Sandboxing the agent: why use a container?

While you can run coding agents directly on your machine, we recommend using Docker for additional security and isolation.

Coding agents execute commands to build code, navigate directories, and run tests. Running the agent directly on your host machine is risky—a misinterpreted prompt could result in unintended and destructive actions (e.g., deleting files).

Running the agent inside an isolated Docker container acts as a sandbox, protecting your host system.

Note: Running Docker typically requires elevated privileges or adding your user to the Docker group.

Responsible use of LUMI resources

Before diving into the setup, it is important to clarify appropriate usage.

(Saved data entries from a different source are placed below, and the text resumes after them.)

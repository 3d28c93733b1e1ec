//! Image attachment storage.
//!
//! Files land flat in the upload directory under a generated name and are
//! served back at `/uploads/<name>`.

use std::error::Error as StdError;
use std::path::{Component, Path, PathBuf};

use bytes::Bytes;
use chrono::Utc;
use futures::{Stream, StreamExt, pin_mut, stream};
use thiserror::Error;
use tokio::{fs, io::AsyncWriteExt};
use tracing::{debug, warn};
use uuid::Uuid;

use crate::models::Image;

pub const PUBLIC_PREFIX: &str = "/uploads";

#[derive(Debug, Error)]
pub enum UploadError {
    #[error("invalid stored path")]
    InvalidPath,
    #[error(transparent)]
    Io(#[from] std::io::Error),
    #[error("uploaded file stream failed")]
    PayloadStream {
        #[source]
        source: Box<dyn StdError + Send + Sync>,
    },
    #[error("uploaded file is empty")]
    EmptyPayload,
}

impl UploadError {
    pub fn stream(source: impl Into<Box<dyn StdError + Send + Sync>>) -> Self {
        UploadError::PayloadStream {
            source: source.into(),
        }
    }
}

/// Filesystem-backed attachment storage.
#[derive(Debug)]
pub struct UploadStorage {
    root: PathBuf,
}

impl UploadStorage {
    /// Storage rooted at `root`, creating the directory if necessary.
    pub fn new(root: impl Into<PathBuf>) -> Result<Self, std::io::Error> {
        let root = root.into();
        std::fs::create_dir_all(&root)?;
        Ok(Self { root })
    }

    pub fn root(&self) -> &Path {
        &self.root
    }

    /// Streams one attachment to disk under a fresh name.
    ///
    /// A failed or empty stream leaves nothing behind.
    pub async fn store_stream<S, E>(&self, original_name: &str, stream: S) -> Result<Image, UploadError>
    where
        S: Stream<Item = Result<Bytes, E>>,
        E: Into<Box<dyn StdError + Send + Sync>>,
    {
        let name = stored_name(original_name);
        let absolute = self.root.join(&name);

        let mut file = fs::File::create(&absolute).await?;
        let mut written: u64 = 0;

        pin_mut!(stream);
        while let Some(chunk) = stream.next().await {
            let chunk = match chunk {
                Ok(chunk) => chunk,
                Err(err) => {
                    drop(file);
                    let _ = fs::remove_file(&absolute).await;
                    return Err(UploadError::stream(err));
                }
            };
            if let Err(err) = file.write_all(&chunk).await {
                drop(file);
                let _ = fs::remove_file(&absolute).await;
                return Err(err.into());
            }
            written += chunk.len() as u64;
        }
        file.flush().await?;
        drop(file);

        if written == 0 {
            let _ = fs::remove_file(&absolute).await;
            return Err(UploadError::EmptyPayload);
        }

        debug!("Stored upload {} ({} bytes)", name, written);

        Ok(Image {
            url: format!("{PUBLIC_PREFIX}/{name}"),
            path: name,
        })
    }

    /// Buffered variant of [`store_stream`](Self::store_stream).
    pub async fn store(&self, original_name: &str, data: Bytes) -> Result<Image, UploadError> {
        let stream = stream::once(async move { Ok::<_, std::io::Error>(data) });
        self.store_stream(original_name, stream).await
    }

    /// Best-effort removal. Never fails: problems are logged and dropped so a
    /// post delete can't be held up by its files.
    pub async fn remove(&self, stored_path: &str) {
        let absolute = match self.resolve(stored_path) {
            Ok(path) => path,
            Err(err) => {
                warn!("Refusing to remove upload {:?}: {}", stored_path, err);
                return;
            }
        };

        match fs::remove_file(&absolute).await {
            Ok(()) => debug!("Removed upload {}", stored_path),
            Err(err) if err.kind() == std::io::ErrorKind::NotFound => {
                warn!("Upload {} was already gone", stored_path)
            }
            Err(err) => warn!("Failed to remove upload {}: {}", stored_path, err),
        }
    }

    /// Removes every file backing `images`.
    pub async fn reclaim(&self, images: &[Image]) {
        for image in images {
            self.remove(&image.path).await;
        }
    }

    /// Absolute location of a stored file.
    pub fn absolute_path(&self, stored_path: &str) -> Result<PathBuf, UploadError> {
        self.resolve(stored_path)
    }

    fn resolve(&self, stored_path: &str) -> Result<PathBuf, UploadError> {
        let relative = Path::new(stored_path);
        if stored_path.is_empty()
            || relative.is_absolute()
            || relative
                .components()
                .any(|component| !matches!(component, Component::Normal(_)))
        {
            return Err(UploadError::InvalidPath);
        }

        Ok(self.root.join(relative))
    }
}

/// `<unix millis>-<random hex>[.<ext>]`, keeping only the original extension.
fn stored_name(original_name: &str) -> String {
    let millis = Utc::now().timestamp_millis();
    let random = Uuid::new_v4().simple().to_string();
    let suffix = &random[..12];

    match extension(original_name) {
        Some(ext) => format!("{millis}-{suffix}.{ext}"),
        None => format!("{millis}-{suffix}"),
    }
}

fn extension(original_name: &str) -> Option<String> {
    Path::new(original_name)
        .extension()
        .and_then(|value| value.to_str())
        .map(|value| value.to_ascii_lowercase())
        .filter(|value| !value.is_empty() && value.chars().all(|c| c.is_ascii_alphanumeric()))
}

LUMI is a shared supercomputing resource, and its usage should reflect that.

While connecting a local agent to your own vLLM instance on LUMI is a useful proof of concept, it is not intended as a deployment setup. While this approach works technically, it highlights a mismatch between interactive AI workflows and traditional HPC usage models.

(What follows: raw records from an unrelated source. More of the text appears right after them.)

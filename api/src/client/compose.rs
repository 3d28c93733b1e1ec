//! The "new post" editor: draft text plus the images picked for upload.

use bytes::Bytes;
use uuid::Uuid;

use super::Notice;
use crate::models::{MAX_CONTENT_CHARS, MAX_IMAGES};

/// A file picked in the browser but not sent yet.
#[derive(Debug, Clone, PartialEq, Eq)]
pub struct PendingImage {
    pub file_name: String,
    pub content_type: String,
    pub data: Bytes,
    /// Stands in for the browser's object URL used by the thumbnail preview.
    pub preview: String,
}

impl PendingImage {
    pub fn new(file_name: impl Into<String>, content_type: impl Into<String>, data: Bytes) -> Self {
        Self {
            file_name: file_name.into(),
            content_type: content_type.into(),
            data,
            preview: format!("blob:{}", Uuid::new_v4()),
        }
    }
}

/// What gets sent when the draft passes the checks.
#[derive(Debug, Clone, PartialEq, Eq)]
pub struct Draft {
    pub content: String,
    pub images: Vec<PendingImage>,
}

#[derive(Debug, Default, Clone)]
pub struct Composer {
    text: String,
    images: Vec<PendingImage>,
}

impl Composer {
    pub fn text(&self) -> &str {
        &self.text
    }

    pub fn set_text(&mut self, text: impl Into<String>) {
        self.text = text.into();
    }

    pub fn images(&self) -> &[PendingImage] {
        &self.images
    }

    /// Adds a whole file selection. A selection that would push the total
    /// past nine is refused outright rather than partly accepted.
    pub fn add_images(&mut self, selection: Vec<PendingImage>) -> Result<(), Notice> {
        if self.images.len() + selection.len() > MAX_IMAGES {
            return Err(Notice::TooManyImages);
        }
        self.images.extend(selection);
        Ok(())
    }

    pub fn remove_image(&mut self, index: usize) -> Option<PendingImage> {
        (index < self.images.len()).then(|| self.images.remove(index))
    }

    /// Checks the draft without consuming it.
    ///
    /// `Ok(None)` means there is nothing to send; publishing is a silent no-op.
    pub fn draft(&self) -> Result<Option<Draft>, Notice> {
        if self.text.trim().is_empty() && self.images.is_empty() {
            return Ok(None);
        }
        if self.text.trim().chars().count() > MAX_CONTENT_CHARS {
            return Err(Notice::TooLong);
        }
        Ok(Some(Draft {
            content: self.text.clone(),
            images: self.images.clone(),
        }))
    }

    /// After a successful publish.
    pub fn clear(&mut self) {
        self.text.clear();
        self.images.clear();
    }
}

What LUMI IS meant for in this context:

  • Developing and benchmarking coding agent systems.
  • Experimenting with different models and agent configurations.
  • Validating pipelines, containerization, and SSH tunneling.

What LUMI IS NOT meant for:

  • Continuously hosting an LLM for a personal coding assistant.
  • Using resources for purposes other than for which they have been granted.

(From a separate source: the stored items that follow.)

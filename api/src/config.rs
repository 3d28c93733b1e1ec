use std::{net::SocketAddr, path::PathBuf, str::FromStr};

use thiserror::Error;

const DEFAULT_HOST: &str = "0.0.0.0";
const DEFAULT_PORT: u16 = 3000;
const DEFAULT_DATA_DIR: &str = "data";
const DEFAULT_UPLOAD_DIR: &str = "uploads";
const DEFAULT_PUBLIC_DIR: &str = "public";
const DEFAULT_MAX_UPLOAD_BYTES: usize = 20 * 1024 * 1024;

#[derive(Debug, Error)]
pub enum ConfigError {
    #[error("invalid value {value:?} for {key}")]
    Invalid { key: &'static str, value: String },
}

/// Which [`PostStore`](crate::store::PostStore) backs the API.
#[derive(Debug, Clone, Copy, PartialEq, Eq)]
pub enum StoreBackend {
    File,
    Memory,
    Sqlite,
}

impl FromStr for StoreBackend {
    type Err = ();

    fn from_str(s: &str) -> Result<Self, Self::Err> {
        match s.trim().to_ascii_lowercase().as_str() {
            "file" | "json" => Ok(StoreBackend::File),
            "memory" | "mem" => Ok(StoreBackend::Memory),
            "sqlite" | "db" => Ok(StoreBackend::Sqlite),
            _ => Err(()),
        }
    }
}

#[derive(Debug, Clone)]
pub struct Config {
    pub addr: SocketAddr,
    pub data_dir: PathBuf,
    pub upload_dir: PathBuf,
    pub public_dir: PathBuf,
    pub backend: StoreBackend,
    pub database_url: String,
    pub max_upload_bytes: usize,
}

impl Config {
    /// Reads the process environment (after `.env` has been loaded).
    pub fn from_env() -> Result<Self, ConfigError> {
        Self::from_lookup(|key| std::env::var(key).ok())
    }

    /// Builds the config from any key lookup; unset keys fall back to
    /// defaults relative to the working directory.
    pub fn from_lookup<F>(lookup: F) -> Result<Self, ConfigError>
    where
        F: Fn(&str) -> Option<String>,
    {
        let get = |key: &str| lookup(key).filter(|value| !value.trim().is_empty());

        let host = get("HOST").unwrap_or_else(|| DEFAULT_HOST.to_string());
        let port = parse_or(get("PORT"), "PORT", DEFAULT_PORT)?;
        let addr = format!("{host}:{port}")
            .parse()
            .map_err(|_| ConfigError::Invalid {
                key: "HOST",
                value: host.clone(),
            })?;

        let data_dir = PathBuf::from(get("DATA_DIR").unwrap_or_else(|| DEFAULT_DATA_DIR.into()));
        let upload_dir =
            PathBuf::from(get("UPLOAD_DIR").unwrap_or_else(|| DEFAULT_UPLOAD_DIR.into()));
        let public_dir =
            PathBuf::from(get("PUBLIC_DIR").unwrap_or_else(|| DEFAULT_PUBLIC_DIR.into()));

        let backend = match get("STORE_BACKEND") {
            Some(value) => value.parse().map_err(|_| ConfigError::Invalid {
                key: "STORE_BACKEND",
                value,
            })?,
            None => StoreBackend::File,
        };

        let database_url = get("DATABASE_URL").unwrap_or_else(|| {
            format!("sqlite://{}", data_dir.join("database.sqlite").display())
        });

        let max_upload_bytes =
            parse_or(get("MAX_UPLOAD_BYTES"), "MAX_UPLOAD_BYTES", DEFAULT_MAX_UPLOAD_BYTES)?;

        Ok(Self {
            addr,
            data_dir,
            upload_dir,
            public_dir,
            backend,
            database_url,
            max_upload_bytes,
        })
    }

    /// Location of the JSON snapshot used by the file backend.
    pub fn snapshot_path(&self) -> PathBuf {
        self.data_dir.join("posts.json")
    }
}

fn parse_or<T: FromStr>(
    value: Option<String>,
    key: &'static str,
    default: T,
) -> Result<T, ConfigError> {
    match value {
        Some(value) => value
            .trim()
            .parse()
            .map_err(|_| ConfigError::Invalid { key, value }),
        None => Ok(default),
    }
}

So, hosting an LLM on LUMI for a local coding agent is a valid use case of resources as long as the goal is research and development. To consult the full LUMI terms of service, follow this link.

How to set up OpenCode with vLLM on LUMI

A full implementation with detailed instructions is available in the companion repository. Below is a simplified overview:

  1. Connect to LUMI and run a batch job that books compute resources and starts a vLLM instance.
  2. Setup an SSH tunnel between our machine and LUMI’s compute node where the job is running.
  3. Build and run the container on our machine, edit OpenCode’s configuration file with our API key.
  4. Enter the container and execute OpenCode.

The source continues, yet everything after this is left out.